━━━━━ Extracted records ━━━━━

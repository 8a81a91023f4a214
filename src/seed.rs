//! Demo catalog and fleet

use crate::catalog::MemoryCatalog;
use crate::dispatch::DispatchService;
use dispatch_shared::{DispatchError, DroneModel, NewDrone, NewMedication};
use tracing::info;

const DEMO_MEDICATIONS: [(&str, u32, &str); 4] = [
    ("PARACETAMOL", 50, "PARA_001"),
    ("AMOXICILLIN", 30, "AMOX_002"),
    ("IBUPROFEN", 20, "IBUP_003"),
    ("VITAMIN_C", 10, "VITC_004"),
];

const DEMO_WEIGHT_LIMITS: [u32; 10] = [100, 200, 300, 400, 120, 220, 320, 420, 140, 240];
const DEMO_BATTERIES: [u8; 10] = [100, 90, 80, 70, 60, 50, 40, 30, 25, 20];

/// Register four medications and ten idle drones.
///
/// Drones go through normal registration, so each gets its audit entry.
pub async fn seed_demo_fleet(
    dispatch: &DispatchService,
    catalog: &MemoryCatalog,
) -> Result<(), DispatchError> {
    for (name, weight, code) in DEMO_MEDICATIONS {
        let tag = &code[..4];
        catalog
            .insert(
                NewMedication::new(name, weight, code)
                    .with_image(format!("https://dummyimage.com/100x100/000/fff&text={tag}")),
            )
            .await?;
    }

    let fleet = DEMO_WEIGHT_LIMITS.into_iter().zip(DEMO_BATTERIES);
    for (i, (weight_limit, battery)) in fleet.enumerate() {
        let model = DroneModel::ALL[i % DroneModel::ALL.len()];
        dispatch
            .register(NewDrone::new(
                format!("DRONE{:03}", i + 1),
                model.as_str(),
                weight_limit,
                battery,
            ))
            .await?;
    }

    info!(
        "Seeded {} medications and {} drones",
        DEMO_MEDICATIONS.len(),
        DEMO_WEIGHT_LIMITS.len()
    );
    Ok(())
}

━━━━━

> _Problem_: The lines holding the word "format" are the answer. Find them in the entries and copy them.

> _Result below_:
                    .with_image(format!("https://dummyimage.com/100x100/000/fff&text={tag}")),
                format!("DRONE{:03}", i + 1),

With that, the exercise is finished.